The art department got one several years back and a sculpture student was cutting some foil backed foam board and crashed it. It takes some retraining from the old mindset as to what you can cut without using the brake bypass.


----------



## TomW (Jun 19, 2012)

jjjaworski said:


> The splitter is also back further and not really as thick as the one on the unisaw. I've had pieces kick back because of pinching on the blade because they have not gotten to the splitter AND the splitter isn't as wide or wider than the blade.



I think you might have a splitter problem.  Mine is less than a eighth of an inch from the blade.....and you would never be able to use a splitter that was thicker than the blade!

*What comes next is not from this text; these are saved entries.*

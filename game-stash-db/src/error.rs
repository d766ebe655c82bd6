use thiserror::Error;

/// Errors surfaced by [`LocalDb`](crate::LocalDb) operations.
#[derive(Debug, Error)]
pub enum StoreError {
    /// `create` was called after the database had already been created.
    #[error("database '{0}' already created")]
    AlreadyCreated(String),

    /// One or more object stores failed to materialize during creation.
    #[error("failed to create object stores: {0}")]
    SchemaCreationFailed(String),

    /// A mutating operation ran before `create` succeeded.
    #[error("database has not been created")]
    NotInitialized,

    /// Missing/empty record or empty batch input.
    #[error("invalid argument: {0}")]
    InvalidArgument(String),

    /// The named store is not part of the schema.
    #[error("unknown object store '{0}'")]
    UnknownStore(String),

    /// Opening the database failed.
    #[error("failed to open database: {0}")]
    Connection(#[source] rusqlite::Error),

    /// Beginning or committing a transaction failed.
    #[error("transaction failed: {0}")]
    Transaction(#[source] rusqlite::Error),

    /// A point get/add/put/delete or cursor step failed.
    #[error("record operation failed: {0}")]
    Record(#[source] rusqlite::Error),

    /// A record payload could not be encoded or decoded.
    #[error("bad record payload: {0}")]
    Payload(#[from] serde_json::Error),

    /// A blocking storage task was cancelled or panicked.
    #[error("storage task failed: {0}")]
    Task(#[from] tokio::task::JoinError),

    /// The platform data directory could not be determined.
    #[error("could not determine local data directory")]
    NoDataDir,
}
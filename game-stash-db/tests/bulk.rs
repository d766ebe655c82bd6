use game_stash_catalog::{CatalogRecord, Game};
use game_stash_db::{catalog, LocalDb, StoreError};
use tempfile::{tempdir, TempDir};

fn init_logs() {
    let _ = env_logger::builder().is_test(true).try_init();
}

fn game(id: i64, name: &str) -> CatalogRecord {
    CatalogRecord::Game(Game {
        id,
        name: name.to_string(),
        slug: name.to_lowercase().replace(' ', "-"),
        released: None,
        rating: None,
        background_image: None,
        metacritic: None,
        playtime: None,
    })
}

async fn created_db() -> (TempDir, LocalDb) {
    let dir = tempdir().unwrap();
    let db = LocalDb::with_root(dir.path(), "gamestash", 1);
    db.create(&catalog()).await.unwrap();
    (dir, db)
}

#[tokio::test]
async fn bulk_requires_creation() {
    init_logs();
    let dir = tempdir().unwrap();
    let db = LocalDb::with_root(dir.path(), "gamestash", 1);

    let err = db.add_bulk("games", vec![game(1, "A")]).await.unwrap_err();
    assert!(matches!(err, StoreError::NotInitialized));
    assert!(!db.db_path().exists());
}

#[tokio::test]
async fn bulk_rejects_empty_batches() {
    init_logs();
    let (_dir, db) = created_db().await;

    let err = db.add_bulk("games", Vec::new()).await.unwrap_err();
    assert!(matches!(err, StoreError::InvalidArgument(_)));
}

#[tokio::test]
async fn bulk_adds_missing_and_keeps_existing() {
    init_logs();
    let (_dir, db) = created_db().await;

    // Key 2 is already cached with a different value than the batch carries.
    db.add("games", &game(2, "Cached Name")).await.unwrap();

    let batch = vec![game(1, "A"), game(2, "Refetched Name"), game(3, "C")];
    let present = db.add_bulk("games", batch).await.unwrap();

    // Every record ended up present-or-added, pre-existing ones included.
    assert_eq!(present.len(), 3);
    assert!(present.contains(&game(1, "A")));
    assert!(present.contains(&game(2, "Refetched Name")));
    assert!(present.contains(&game(3, "C")));

    // The pre-existing value was not overwritten.
    assert_eq!(
        db.get_by_id("games", 2).await.unwrap(),
        Some(game(2, "Cached Name"))
    );
    assert_eq!(db.get_all("games").await.unwrap().len(), 3);
}

#[tokio::test]
async fn bulk_resolves_once_when_every_chain_fails() {
    init_logs();
    let (_dir, db) = created_db().await;

    // Pull the table out from under the store; the creation flag and the
    // on-disk version stay intact, so every chain hits a live engine error.
    let conn = rusqlite::Connection::open(db.db_path()).unwrap();
    conn.execute_batch("DROP TABLE games;").unwrap();
    drop(conn);

    let batch = vec![game(1, "A"), game(2, "B"), game(3, "C")];
    let present = db.add_bulk("games", batch).await.unwrap();

    // Sub-operation failures are absorbed: the batch resolves, with every
    // failed record excluded from the result.
    assert!(present.is_empty());
}

#[tokio::test]
async fn bulk_completes_batches_larger_than_the_fanout_bound() {
    init_logs();
    let (_dir, db) = created_db().await;

    let batch: Vec<CatalogRecord> = (1..=25).map(|id| game(id, &format!("G{id}"))).collect();
    let present = db.add_bulk("games", batch).await.unwrap();
    assert_eq!(present.len(), 25);

    // Result order is completion order; key order only holds in the store.
    let mut ids: Vec<i64> = present.iter().map(CatalogRecord::key).collect();
    ids.sort_unstable();
    assert_eq!(ids, (1..=25).collect::<Vec<i64>>());
    assert_eq!(db.get_all("games").await.unwrap().len(), 25);
}

#[tokio::test]
async fn bulk_duplicate_keys_settle_on_one_row() {
    init_logs();
    let (_dir, db) = created_db().await;

    // Two chains race for the same key: one adds, the other either sees it
    // (present) or collides (absorbed failure). Either way the store holds
    // exactly one row and the batch resolves.
    let present = db
        .add_bulk("games", vec![game(7, "First"), game(7, "Second")])
        .await
        .unwrap();
    assert!(!present.is_empty() && present.len() <= 2);

    let all = db.get_all("games").await.unwrap();
    assert_eq!(all.len(), 1);
    assert_eq!(all[0].key(), 7);
}

#[tokio::test]
async fn bulk_mixed_batch_accounts_for_every_record() {
    init_logs();
    let (_dir, db) = created_db().await;

    db.add("games", &game(10, "Old Ten")).await.unwrap();
    db.add("games", &game(20, "Old Twenty")).await.unwrap();

    let batch: Vec<CatalogRecord> = vec![
        game(10, "Ten"),
        game(11, "Eleven"),
        game(12, "Twelve"),
        game(20, "Twenty"),
        game(21, "Twenty-one"),
        game(22, "Twenty-two"),
    ];
    let present = db.add_bulk("games", batch).await.unwrap();

    assert_eq!(present.len(), 6);
    assert_eq!(db.get_all("games").await.unwrap().len(), 6);

    // Pre-existing values kept, fresh ones added.
    assert_eq!(
        db.get_by_id("games", 10).await.unwrap(),
        Some(game(10, "Old Ten"))
    );
    assert_eq!(
        db.get_by_id("games", 11).await.unwrap(),
        Some(game(11, "Eleven"))
    );
}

I also forgot to mention, another ~small problem with SawStop, is you cannot use any blades that are not 10" or 8".  The Lonnie Bird crown molding set comes to mind.  That is why I want to be able to bypass the entire electronics sometimes.

Tom


----------



## Russianwolf (Jun 19, 2012)

I have a saw with a  sliding miter table (BT3100 from Ryobi). Love it. Will not buy another saw without one. Can't count how many times it has come in handy. Provides stability that can't be matched. 

Hammer is a great company to. When upgrade time comes, they are on my short list.


----------



## Curly (Jun 19, 2012)

I have had a SawStop in our workshop for almost 4 years or so. It works great and the hydraulic lift can't be beat for moving it around.  

As far as making blade to cartridge adjustments I found that by using one brand of quality blade that is minimized. I use mostly Forrest blades because they are a full 10" in diameter and I measure before buying, any other cheaper blades for use on dirty woods to make sure they are a full 10" as well. I gave away the 2 Freud blades I had because they are closer to 9 7/8" and required adjusting the brake when switching back and forth with other blades. They are also at the bottom limit of the adjustments so might run out of adjustment range if sharpened a few times.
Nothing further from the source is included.